▶ _TASK ITEM_:
Starting at the line that contains "pub fn has_subscriber(&self)" and ending at the line that contains "pub struct DocumentContext", the lines below are to be given again exactly, with nothing added.

▶ _GIVEN RECORDS_:

//! Worldforge Store - Persistent backends on redb
//!
//! This crate provides:
//! - `RedbDocumentStore`: the document storage backend
//! - `RedbArchive`: a landblock record archive

pub mod archive;
pub mod documents;
pub mod error;
mod tables;

pub use archive::RedbArchive;
pub use documents::RedbDocumentStore;
pub use error::{StoreError, StoreResult};

use std::sync::Arc;

use redb::Database;

/// Run a redb operation on the blocking pool
pub(crate) async fn run_blocking<T, F>(db: &Arc<Database>, op: F) -> StoreResult<T>
where
    T: Send + 'static,
    F: FnOnce(&Database) -> StoreResult<T> + Send + 'static,
{
    let db = Arc::clone(db);
    tokio::task::spawn_blocking(move || op(&db))
        .await
        .map_err(|e| StoreError::Task(e.to_string()))?
}
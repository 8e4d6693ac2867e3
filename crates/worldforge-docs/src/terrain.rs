//! Authoritative outdoor terrain document
//!
//! Reads go through a two-tier lookup: the edited overlay first, then the
//! immutable base cache. The first write to a landblock copies its base
//! array into the overlay.

use std::any::Any;
use std::collections::{BTreeMap, BTreeSet, HashMap};
use std::sync::Arc;

use async_trait::async_trait;
use bytes::Bytes;
use futures::future::try_join_all;
use parking_lot::Mutex;
use serde::{Deserialize, Serialize};
use tokio::sync::broadcast;
use tracing::{debug, info, warn};

use worldforge_common::{
    CELLS_PER_LANDBLOCK, DocumentId, DocumentKind, Error, LandblockCells, LandblockKey, Result,
    TerrainField, check_cell_index, replace_field,
};

use crate::archive::{AssetArchive, landblock_record_id};
use crate::base_cache::BaseCache;
use crate::document::{
    ChangeTracker, Document, DocumentContext, DocumentType, ExportSummary, Projection, decode,
    encode,
};
use crate::edge_sync::{ChangeSet, TerrainUpdate, derive_neighbor_changes, merge_changes};

const UPDATE_CHANNEL_CAPACITY: usize = 64;

/// Persisted form of the overlay
#[derive(Debug, Default, Serialize, Deserialize)]
struct TerrainPayload {
    overlay: Vec<(u16, Vec<u32>)>,
}

struct TerrainState {
    base: Arc<BaseCache>,
    overlay: HashMap<LandblockKey, Box<LandblockCells>>,
    /// Cells written since the last export
    dirty_cells: HashMap<LandblockKey, BTreeSet<u8>>,
}

impl TerrainState {
    fn landblock(&self, key: LandblockKey) -> Option<LandblockCells> {
        self.overlay
            .get(&key)
            .map(|cells| **cells)
            .or_else(|| self.base.get(key).copied())
    }

    /// Neighbour value for edge sync: only landblocks present in the base take part
    fn sync_value(&self, key: LandblockKey, index: usize) -> Option<u32> {
        let base = self.base.get(key)?;
        Some(self.overlay.get(&key).map_or(base[index], |cells| cells[index]))
    }

    fn apply(&mut self, changes: &ChangeSet) {
        for (&key, cells) in changes {
            let base = &self.base;
            let overlay = self
                .overlay
                .entry(key)
                .or_insert_with(|| Box::new(base.get(key).copied().unwrap_or([0; CELLS_PER_LANDBLOCK])));
            let dirty = self.dirty_cells.entry(key).or_default();
            for (&index, &value) in cells {
                overlay[usize::from(index)] = value;
                dirty.insert(index);
            }
        }
    }
}

/// Outdoor terrain: base cache plus copy-on-write overlay
pub struct TerrainDocument {
    id: DocumentId,
    tracker: ChangeTracker,
    state: Mutex<TerrainState>,
    updates: broadcast::Sender<TerrainUpdate>,
}
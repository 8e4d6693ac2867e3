//! Persistent document store backed by redb.
//!
//! One table maps document id to a bincode `DocumentRecord`. Every call is a
//! single read or write transaction run on the blocking pool.

use std::path::{Path, PathBuf};
use std::sync::Arc;
use std::sync::atomic::{AtomicBool, Ordering};

use async_trait::async_trait;
use bytes::Bytes;
use redb::{Database, ReadableTable};
use serde::{Deserialize, Serialize};
use tracing::{debug, info};

use worldforge_common::{DocumentId, DocumentKind, Result};
use worldforge_docs::{StorageBackend, StoredDocument};

use crate::error::{StoreError, StoreResult};
use crate::{run_blocking, tables};

#[derive(Debug, Clone, Serialize, Deserialize)]
struct DocumentRecord {
    kind: DocumentKind,
    blob: Vec<u8>,
    revision: u64,
}

fn read_record(db: &Database, id: &str) -> StoreResult<Option<DocumentRecord>> {
    let rtx = db.begin_read()?;
    let table = rtx.open_table(tables::DOCUMENTS)?;
    match table.get(id)? {
        Some(value) => Ok(Some(bincode::deserialize(value.value())?)),
        None => Ok(None),
    }
}

fn insert_record(db: &Database, id: &str, record: &DocumentRecord) -> StoreResult<()> {
    let bytes = bincode::serialize(record)?;
    let wtx = db.begin_write()?;
    {
        let mut table = wtx.open_table(tables::DOCUMENTS)?;
        if table.get(id)?.is_some() {
            return Err(StoreError::Exists(id.to_string()));
        }
        table.insert(id, bytes.as_slice())?;
    }
    wtx.commit()?;
    Ok(())
}

fn replace_blob(db: &Database, id: &str, blob: Vec<u8>) -> StoreResult<u64> {
    let wtx = db.begin_write()?;
    let revision = {
        let mut table = wtx.open_table(tables::DOCUMENTS)?;
        let mut record: DocumentRecord = match table.get(id)? {
            Some(value) => bincode::deserialize(value.value())?,
            None => return Err(StoreError::Missing(id.to_string())),
        };
        record.blob = blob;
        record.revision += 1;
        let bytes = bincode::serialize(&record)?;
        table.insert(id, bytes.as_slice())?;
        record.revision
    };
    wtx.commit()?;
    Ok(revision)
}

/// Document storage backend persisted in a redb file
pub struct RedbDocumentStore {
    db: Arc<Database>,
    path: PathBuf,
    closed: AtomicBool,
}

impl RedbDocumentStore {
    /// Open (or create) the store at `path`
    pub fn open(path: impl AsRef<Path>) -> StoreResult<Self> {
        let path = path.as_ref();
        if let Some(parent) = path.parent() {
            std::fs::create_dir_all(parent)?;
        }
        let db = Database::create(path)?;

        // Create the table eagerly so later read txns don't fail
        let wtx = db.begin_write()?;
        wtx.open_table(tables::DOCUMENTS)?;
        wtx.commit()?;

        info!("Opened document store at {}", path.display());
        Ok(Self {
            db: Arc::new(db),
            path: path.to_path_buf(),
            closed: AtomicBool::new(false),
        })
    }

    pub fn path(&self) -> &Path {
        &self.path
    }

    /// Ids and kinds of every stored document
    pub fn list(&self) -> StoreResult<Vec<(String, DocumentKind, u64)>> {
        let rtx = self.db.begin_read()?;
        let table = rtx.open_table(tables::DOCUMENTS)?;
        let mut result = Vec::new();
        for entry in table.iter()? {
            let (key, value) = entry?;
            let record: DocumentRecord = bincode::deserialize(value.value())?;
            result.push((key.value().to_string(), record.kind, record.revision));
        }
        Ok(result)
    }

    fn check_open(&self) -> StoreResult<()> {
        if self.closed.load(Ordering::SeqCst) {
            return Err(StoreError::Closed);
        }
        Ok(())
    }
}

#[async_trait]
impl StorageBackend for RedbDocumentStore {
    async fn get_document(&self, id: &DocumentId) -> Result<Option<StoredDocument>> {
        self.check_open().map_err(StoreError::into_storage_error)?;
        let key = id.to_string();
        let record = run_blocking(&self.db, move |db| read_record(db, &key))
            .await
            .map_err(StoreError::into_storage_error)?;
        Ok(record.map(|record| StoredDocument {
            id: id.clone(),
            kind: record.kind,
            blob: Bytes::from(record.blob),
            revision: record.revision,
        }))
    }

    async fn create_document(
        &self,
        id: &DocumentId,
        kind: DocumentKind,
        blob: Bytes,
    ) -> Result<StoredDocument> {
        self.check_open().map_err(StoreError::into_storage_error)?;
        let record = DocumentRecord {
            kind,
            blob: blob.to_vec(),
            revision: 1,
        };
        let key = id.to_string();
        run_blocking(&self.db, move |db| insert_record(db, &key, &record))
            .await
            .map_err(StoreError::into_storage_error)?;
        debug!("Created {kind} document {id} ({} bytes)", blob.len());
        Ok(StoredDocument {
            id: id.clone(),
            kind,
            blob,
            revision: 1,
        })
    }

    async fn update_document(&self, id: &DocumentId, blob: Bytes) -> Result<()> {
        self.check_open().map_err(StoreError::into_storage_error)?;
        let key = id.to_string();
        let len = blob.len();
        let revision = run_blocking(&self.db, move |db| replace_blob(db, &key, blob.to_vec()))
            .await
            .map_err(StoreError::into_storage_error)?;
        debug!("Updated document {id} to revision {revision} ({len} bytes)");
        Ok(())
    }

    async fn dispose(&self) -> Result<()> {
        if !self.closed.swap(true, Ordering::SeqCst) {
            info!("Closed document store at {}", self.path.display());
        }
        Ok(())
    }
}

#[cfg(test)]
mod tests {
    use super::*;
    use worldforge_common::Error;

    fn id(s: &str) -> DocumentId {
        DocumentId::new(s).unwrap()
    }

    #[tokio::test]
    async fn test_create_get_update() {
        let dir = tempfile::tempdir().unwrap();
        let store = RedbDocumentStore::open(dir.path().join("docs.redb")).unwrap();

        assert!(store.get_document(&id("terrain")).await.unwrap().is_none());
        let created = store
            .create_document(&id("terrain"), DocumentKind::Terrain, Bytes::from_static(b"v1"))
            .await
            .unwrap();
        assert_eq!(created.revision, 1);

        store
            .update_document(&id("terrain"), Bytes::from_static(b"v2"))
            .await
            .unwrap();
        let stored = store.get_document(&id("terrain")).await.unwrap().unwrap();
        assert_eq!(stored.kind, DocumentKind::Terrain);
        assert_eq!(stored.blob.as_ref(), b"v2");
        assert_eq!(stored.revision, 2);
    }

    #[tokio::test]
    async fn test_create_existing_and_update_missing() {
        let dir = tempfile::tempdir().unwrap();
        let store = RedbDocumentStore::open(dir.path().join("docs.redb")).unwrap();
        store
            .create_document(&id("layer:a"), DocumentKind::Layer, Bytes::new())
            .await
            .unwrap();

        let err = store
            .create_document(&id("layer:a"), DocumentKind::Layer, Bytes::new())
            .await
            .unwrap_err();
        assert!(matches!(err, Error::DocumentExists(_)));

        let err = store
            .update_document(&id("layer:b"), Bytes::new())
            .await
            .unwrap_err();
        assert!(err.is_not_found());
    }

    #[tokio::test]
    async fn test_survives_reopen() {
        let dir = tempfile::tempdir().unwrap();
        let path = dir.path().join("nested").join("docs.redb");
        {
            let store = RedbDocumentStore::open(&path).unwrap();
            store
                .create_document(&id("layer:a"), DocumentKind::Layer, Bytes::from_static(b"abc"))
                .await
                .unwrap();
        }

        let store = RedbDocumentStore::open(&path).unwrap();
        let stored = store.get_document(&id("layer:a")).await.unwrap().unwrap();
        assert_eq!(stored.blob.as_ref(), b"abc");
        assert_eq!(
            store.list().unwrap(),
            vec![("layer:a".to_string(), DocumentKind::Layer, 1)]
        );
    }

    #[tokio::test]
    async fn test_dispose_closes_store() {
        let dir = tempfile::tempdir().unwrap();
        let store = RedbDocumentStore::open(dir.path().join("docs.redb")).unwrap();
        store.dispose().await.unwrap();
        store.dispose().await.unwrap();

        let err = store.get_document(&id("terrain")).await.unwrap_err();
        assert_eq!(err.to_string(), "storage error: store closed");
        assert!(
            store
                .update_document(&id("terrain"), Bytes::new())
                .await
                .is_err()
        );
    }
}
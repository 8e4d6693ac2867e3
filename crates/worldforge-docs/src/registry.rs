//! Document constructors by kind tag

use std::collections::HashMap;
use std::sync::Arc;

use worldforge_common::{DocumentId, DocumentKind, Error, Result};

use crate::document::Document;
use crate::layer::LayerDocument;
use crate::terrain::TerrainDocument;

/// Builds an empty document of one kind
pub type DocumentConstructor = fn(DocumentId) -> Arc<dyn Document>;

/// Explicit mapping from kind tag to constructor, populated at startup
#[derive(Clone, Default)]
pub struct DocumentRegistry {
    constructors: HashMap<DocumentKind, DocumentConstructor>,
}

impl DocumentRegistry {
    /// An empty registry
    #[must_use]
    pub fn new() -> Self {
        Self::default()
    }

    /// Registry with the terrain and layer documents
    #[must_use]
    pub fn with_defaults() -> Self {
        let mut registry = Self::new();
        registry.register(DocumentKind::Terrain, TerrainDocument::constructor);
        registry.register(DocumentKind::Layer, LayerDocument::constructor);
        registry
    }

    /// Register (or replace) the constructor for `kind`
    pub fn register(&mut self, kind: DocumentKind, constructor: DocumentConstructor) {
        self.constructors.insert(kind, constructor);
    }

    pub fn contains(&self, kind: DocumentKind) -> bool {
        self.constructors.contains_key(&kind)
    }

    /// Construct an empty document of `kind`
    pub fn create(&self, id: DocumentId, kind: DocumentKind) -> Result<Arc<dyn Document>> {
        let constructor = self
            .constructors
            .get(&kind)
            .ok_or_else(|| Error::UnknownKind(kind.to_string()))?;
        let doc = constructor(id);
        if doc.kind() != kind {
            return Err(Error::internal(format!(
                "constructor registered for {kind} built a {} document",
                doc.kind()
            )));
        }
        Ok(doc)
    }
}

impl std::fmt::Debug for DocumentRegistry {
    fn fmt(&self, f: &mut std::fmt::Formatter<'_>) -> std::fmt::Result {
        f.debug_set().entries(self.constructors.keys()).finish()
    }
}
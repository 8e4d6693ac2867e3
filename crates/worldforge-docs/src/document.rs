//! Document contract shared by every persisted document type
//!
//! A document owns its in-memory state behind its own lock, tracks unsaved
//! mutations with a [`ChangeTracker`], and produces a [`Projection`] (the
//! serialized byte form) for the storage backend.

use std::any::Any;
use std::sync::Arc;
use std::sync::atomic::{AtomicU64, Ordering};

use async_trait::async_trait;
use bincode::Options;
use bytes::Bytes;
use parking_lot::RwLock;
use serde::Serialize;
use serde::de::DeserializeOwned;

use worldforge_common::{DocumentId, DocumentKind, Error, Result};

use crate::archive::AssetArchive;
use crate::base_cache::BaseCacheHandle;

/// Serialized document state together with the mutation version it reflects
#[derive(Clone, Debug)]
pub struct Projection {
    pub bytes: Bytes,
    pub version: u64,
}

/// Result of a successful export
#[derive(Clone, Copy, Debug, Default, PartialEq, Eq)]
pub struct ExportSummary {
    /// Landblock records written to the archive
    pub landblocks: usize,
}

/// Receiver of document-changed notifications
///
/// The payload is only the document id; the subscriber reads current state
/// itself when it needs it.
pub trait ChangeListener: Send + Sync {
    fn document_changed(&self, id: &DocumentId);
}

/// Mutation version tracking and the single change subscription of a document
///
/// A document is dirty while its mutation version is ahead of the last saved
/// version. Versions only move forward.
pub struct ChangeTracker {
    version: AtomicU64,
    saved: AtomicU64,
    listener: RwLock<Option<Arc<dyn ChangeListener>>>,
}

impl ChangeTracker {
    #[must_use]
    pub fn new() -> Self {
        Self {
            version: AtomicU64::new(0),
            saved: AtomicU64::new(0),
            listener: RwLock::new(None),
        }
    }

    /// Current mutation version
    pub fn version(&self) -> u64 {
        self.version.load(Ordering::SeqCst)
    }

    /// Version of the last successful save
    pub fn saved_version(&self) -> u64 {
        self.saved.load(Ordering::SeqCst)
    }

    pub fn is_dirty(&self) -> bool {
        self.version() > self.saved_version()
    }

    /// Record a mutation. Call while holding the document's state lock.
    pub fn bump(&self) -> u64 {
        self.version.fetch_add(1, Ordering::SeqCst) + 1
    }

    /// Record that the state at `version` has been persisted
    pub fn mark_saved(&self, version: u64) {
        self.saved.fetch_max(version, Ordering::SeqCst);
    }

    /// Mark the current state as persisted (after a load)
    pub fn mark_clean(&self) {
        self.mark_saved(self.version());
    }

    /// Register the change subscriber, replacing any previous one
    pub fn subscribe(&self, listener: Arc<dyn ChangeListener>) {
        *self.listener.write() = Some(listener);
    }

    /// Remove the change subscriber; returns whether one was registered
    pub fn unsubscribe(&self) -> bool {
        self.listener.write().take().is_some()
    }

    pub fn has_subscriber(&self) -> bool {
        self.listener.read().is_some()
    }

    /// Notify the subscriber. Must not be called with the state lock held.
    pub fn notify(&self, id: &DocumentId) {
        let listener = self.listener.read().clone();
        if let Some(listener) = listener {
            listener.document_changed(id);
        }
    }
}

impl Default for ChangeTracker {
    fn default() -> Self {
        Self::new()
    }
}

/// Shared collaborators handed to documents during initialization
#[derive(Clone)]
pub struct DocumentContext {
    pub archive: Arc<dyn AssetArchive>,
    pub base_cache: BaseCacheHandle,
}

impl DocumentContext {
    pub fn new(archive: Arc<dyn AssetArchive>, base_cache: BaseCacheHandle) -> Self {
        Self {
            archive,
            base_cache,
        }
    }
}

/// A unit of persistence managed by the document manager
#[async_trait]
pub trait Document: Send + Sync + 'static {
    fn id(&self) -> &DocumentId;

    fn kind(&self) -> DocumentKind;

    fn tracker(&self) -> &ChangeTracker;

    /// Serialize the current state
    fn projection(&self) -> Result<Projection>;

    /// Replace the state from a persisted projection.
    ///
    /// Undecodable input is logged and yields a fresh, empty state.
    fn load_projection(&self, bytes: &[u8]);

    /// Prepare a brand-new document from the asset archive
    async fn initialize(&self, ctx: &DocumentContext) -> Result<()>;

    /// Hook run after a persisted projection has been loaded
    async fn on_loaded(&self, _ctx: &DocumentContext) -> Result<()> {
        Ok(())
    }

    /// Write the document back into the asset archive
    async fn export(&self, archive: &dyn AssetArchive, iteration: u32) -> Result<ExportSummary>;

    /// Upcast for typed retrieval after the kind tag has been checked
    fn into_any(self: Arc<Self>) -> Arc<dyn Any + Send + Sync>;

    fn is_dirty(&self) -> bool {
        self.tracker().is_dirty()
    }
}

/// A concrete document type known at compile time
pub trait DocumentType: Document + Sized {
    const KIND: DocumentKind;

    fn create(id: DocumentId) -> Self;
}

fn codec() -> impl Options {
    bincode::DefaultOptions::new()
        .with_fixint_encoding()
        .reject_trailing_bytes()
}

/// Encode a projection payload
pub(crate) fn encode<T: Serialize>(value: &T) -> Result<Vec<u8>> {
    codec()
        .serialize(value)
        .map_err(|e| Error::Serialization(e.to_string()))
}

/// Decode a projection payload; the whole input must be consumed
pub(crate) fn decode<T: DeserializeOwned>(bytes: &[u8]) -> Result<T> {
    codec()
        .deserialize(bytes)
        .map_err(|e| Error::Deserialization(e.to_string()))
}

▶ _RESULT_:
    pub fn has_subscriber(&self) -> bool {
        self.listener.read().is_some()
    }

    /// Notify the subscriber. Must not be called with the state lock held.
    pub fn notify(&self, id: &DocumentId) {
        let listener = self.listener.read().clone();
        if let Some(listener) = listener {
            listener.document_changed(id);
        }
    }
}

impl Default for ChangeTracker {
    fn default() -> Self {
        Self::new()
    }
}

/// Shared collaborators handed to documents during initialization
#[derive(Clone)]
pub struct DocumentContext {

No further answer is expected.